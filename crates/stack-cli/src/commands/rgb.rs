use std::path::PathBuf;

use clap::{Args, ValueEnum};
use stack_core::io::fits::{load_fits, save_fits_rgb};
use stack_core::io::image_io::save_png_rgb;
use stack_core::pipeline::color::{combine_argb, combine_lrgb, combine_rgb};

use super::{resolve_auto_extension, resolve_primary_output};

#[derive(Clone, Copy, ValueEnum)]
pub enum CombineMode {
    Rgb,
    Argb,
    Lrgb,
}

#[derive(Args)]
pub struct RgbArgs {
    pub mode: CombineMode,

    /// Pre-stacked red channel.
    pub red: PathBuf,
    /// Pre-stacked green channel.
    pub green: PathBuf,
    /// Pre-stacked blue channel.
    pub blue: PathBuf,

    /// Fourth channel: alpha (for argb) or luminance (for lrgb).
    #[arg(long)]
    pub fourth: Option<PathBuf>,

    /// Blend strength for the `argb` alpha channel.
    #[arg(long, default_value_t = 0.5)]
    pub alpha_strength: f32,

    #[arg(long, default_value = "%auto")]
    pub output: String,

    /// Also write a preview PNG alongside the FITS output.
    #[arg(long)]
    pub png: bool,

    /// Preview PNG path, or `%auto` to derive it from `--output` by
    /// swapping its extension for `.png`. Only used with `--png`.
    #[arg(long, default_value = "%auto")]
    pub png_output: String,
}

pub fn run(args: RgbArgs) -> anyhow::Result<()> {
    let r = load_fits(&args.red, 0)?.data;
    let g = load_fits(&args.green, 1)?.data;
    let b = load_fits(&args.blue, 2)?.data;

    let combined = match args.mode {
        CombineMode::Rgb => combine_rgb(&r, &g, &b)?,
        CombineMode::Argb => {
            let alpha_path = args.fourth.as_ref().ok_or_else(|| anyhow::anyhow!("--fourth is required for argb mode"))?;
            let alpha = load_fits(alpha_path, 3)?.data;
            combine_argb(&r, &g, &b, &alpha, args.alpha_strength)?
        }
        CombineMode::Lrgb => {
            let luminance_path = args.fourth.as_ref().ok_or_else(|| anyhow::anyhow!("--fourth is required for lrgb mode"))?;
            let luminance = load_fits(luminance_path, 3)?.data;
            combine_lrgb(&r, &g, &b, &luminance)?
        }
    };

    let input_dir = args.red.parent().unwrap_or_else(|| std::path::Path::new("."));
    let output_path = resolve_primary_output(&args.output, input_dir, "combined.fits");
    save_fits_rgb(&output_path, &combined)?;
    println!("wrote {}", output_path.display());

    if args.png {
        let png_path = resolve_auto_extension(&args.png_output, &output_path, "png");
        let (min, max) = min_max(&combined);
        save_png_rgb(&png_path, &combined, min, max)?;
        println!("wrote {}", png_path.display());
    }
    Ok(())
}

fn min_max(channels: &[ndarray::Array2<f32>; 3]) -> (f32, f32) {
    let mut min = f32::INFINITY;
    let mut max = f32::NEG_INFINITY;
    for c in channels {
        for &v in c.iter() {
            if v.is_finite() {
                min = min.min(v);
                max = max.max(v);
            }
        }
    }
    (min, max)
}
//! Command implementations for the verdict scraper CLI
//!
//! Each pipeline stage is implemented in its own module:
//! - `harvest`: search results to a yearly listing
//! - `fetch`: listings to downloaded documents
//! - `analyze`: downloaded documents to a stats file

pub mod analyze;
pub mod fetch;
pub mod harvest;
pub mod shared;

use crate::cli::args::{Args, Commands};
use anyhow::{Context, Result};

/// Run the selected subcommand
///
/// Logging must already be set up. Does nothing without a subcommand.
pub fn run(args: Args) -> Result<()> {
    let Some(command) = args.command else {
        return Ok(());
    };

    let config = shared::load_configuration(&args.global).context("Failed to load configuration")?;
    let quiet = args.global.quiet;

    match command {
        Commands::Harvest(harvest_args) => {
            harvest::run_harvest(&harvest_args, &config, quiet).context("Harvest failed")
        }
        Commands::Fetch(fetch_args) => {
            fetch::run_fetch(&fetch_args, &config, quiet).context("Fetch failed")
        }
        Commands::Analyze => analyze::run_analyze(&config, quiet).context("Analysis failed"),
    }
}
——
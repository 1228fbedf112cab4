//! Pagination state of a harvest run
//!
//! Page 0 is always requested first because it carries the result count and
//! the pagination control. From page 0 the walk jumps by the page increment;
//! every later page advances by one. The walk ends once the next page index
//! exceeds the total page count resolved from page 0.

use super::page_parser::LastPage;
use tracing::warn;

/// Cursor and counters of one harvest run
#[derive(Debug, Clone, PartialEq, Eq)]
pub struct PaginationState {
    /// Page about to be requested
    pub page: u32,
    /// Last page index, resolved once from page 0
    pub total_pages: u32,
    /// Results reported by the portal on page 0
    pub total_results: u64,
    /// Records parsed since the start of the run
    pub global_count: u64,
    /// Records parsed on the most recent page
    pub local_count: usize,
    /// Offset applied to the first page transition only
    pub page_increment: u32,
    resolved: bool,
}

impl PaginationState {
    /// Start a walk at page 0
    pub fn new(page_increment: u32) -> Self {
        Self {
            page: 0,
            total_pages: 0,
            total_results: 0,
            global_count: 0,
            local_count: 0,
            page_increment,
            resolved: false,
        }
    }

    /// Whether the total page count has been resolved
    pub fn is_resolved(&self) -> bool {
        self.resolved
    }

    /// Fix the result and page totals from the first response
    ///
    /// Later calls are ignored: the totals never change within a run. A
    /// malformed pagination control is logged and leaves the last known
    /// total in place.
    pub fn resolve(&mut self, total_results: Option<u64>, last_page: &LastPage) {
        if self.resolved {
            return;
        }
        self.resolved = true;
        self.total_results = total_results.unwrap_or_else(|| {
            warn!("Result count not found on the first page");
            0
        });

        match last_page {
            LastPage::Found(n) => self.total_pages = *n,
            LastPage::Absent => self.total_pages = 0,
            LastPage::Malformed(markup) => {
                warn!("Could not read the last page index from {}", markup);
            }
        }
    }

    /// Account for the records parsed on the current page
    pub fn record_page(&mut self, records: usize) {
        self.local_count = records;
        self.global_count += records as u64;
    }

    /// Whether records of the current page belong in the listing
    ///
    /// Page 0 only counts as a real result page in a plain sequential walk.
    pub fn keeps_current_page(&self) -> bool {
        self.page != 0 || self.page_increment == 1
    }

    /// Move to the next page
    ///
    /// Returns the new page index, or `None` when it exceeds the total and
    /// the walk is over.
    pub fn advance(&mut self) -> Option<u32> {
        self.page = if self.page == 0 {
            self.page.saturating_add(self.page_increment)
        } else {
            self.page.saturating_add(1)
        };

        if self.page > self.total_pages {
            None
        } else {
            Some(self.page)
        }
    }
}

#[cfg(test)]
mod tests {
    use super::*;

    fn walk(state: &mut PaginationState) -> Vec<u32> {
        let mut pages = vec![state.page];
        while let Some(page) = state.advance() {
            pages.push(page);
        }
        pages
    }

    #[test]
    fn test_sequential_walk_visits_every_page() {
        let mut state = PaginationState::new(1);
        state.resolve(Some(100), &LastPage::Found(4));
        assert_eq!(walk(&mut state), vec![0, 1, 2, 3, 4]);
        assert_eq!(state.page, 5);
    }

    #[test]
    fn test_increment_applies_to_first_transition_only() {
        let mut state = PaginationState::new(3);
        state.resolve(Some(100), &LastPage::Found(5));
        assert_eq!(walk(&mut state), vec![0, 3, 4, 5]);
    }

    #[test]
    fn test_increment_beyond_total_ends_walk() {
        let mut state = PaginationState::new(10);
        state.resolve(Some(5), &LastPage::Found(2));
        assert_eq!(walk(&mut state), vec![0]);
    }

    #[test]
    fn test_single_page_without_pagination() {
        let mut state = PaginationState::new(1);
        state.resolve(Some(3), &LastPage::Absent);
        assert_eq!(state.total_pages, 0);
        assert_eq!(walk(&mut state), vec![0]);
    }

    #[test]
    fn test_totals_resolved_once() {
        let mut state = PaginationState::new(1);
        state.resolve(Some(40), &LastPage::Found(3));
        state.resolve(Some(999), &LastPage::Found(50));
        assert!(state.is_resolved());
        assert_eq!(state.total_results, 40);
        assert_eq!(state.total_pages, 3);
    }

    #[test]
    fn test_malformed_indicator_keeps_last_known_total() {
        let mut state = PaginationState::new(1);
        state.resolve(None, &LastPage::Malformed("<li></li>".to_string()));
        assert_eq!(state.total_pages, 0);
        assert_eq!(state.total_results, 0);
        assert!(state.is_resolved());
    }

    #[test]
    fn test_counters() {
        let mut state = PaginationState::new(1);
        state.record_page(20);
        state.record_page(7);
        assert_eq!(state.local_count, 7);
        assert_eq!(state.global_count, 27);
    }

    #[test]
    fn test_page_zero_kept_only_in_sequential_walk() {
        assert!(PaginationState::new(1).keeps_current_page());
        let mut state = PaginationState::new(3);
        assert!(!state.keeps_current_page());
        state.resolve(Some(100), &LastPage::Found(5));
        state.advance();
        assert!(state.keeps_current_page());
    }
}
——
◆ **What is required**: Count how many lines in the listing above contain the word "println", and respond with only that number.

◆ **Written response**: 2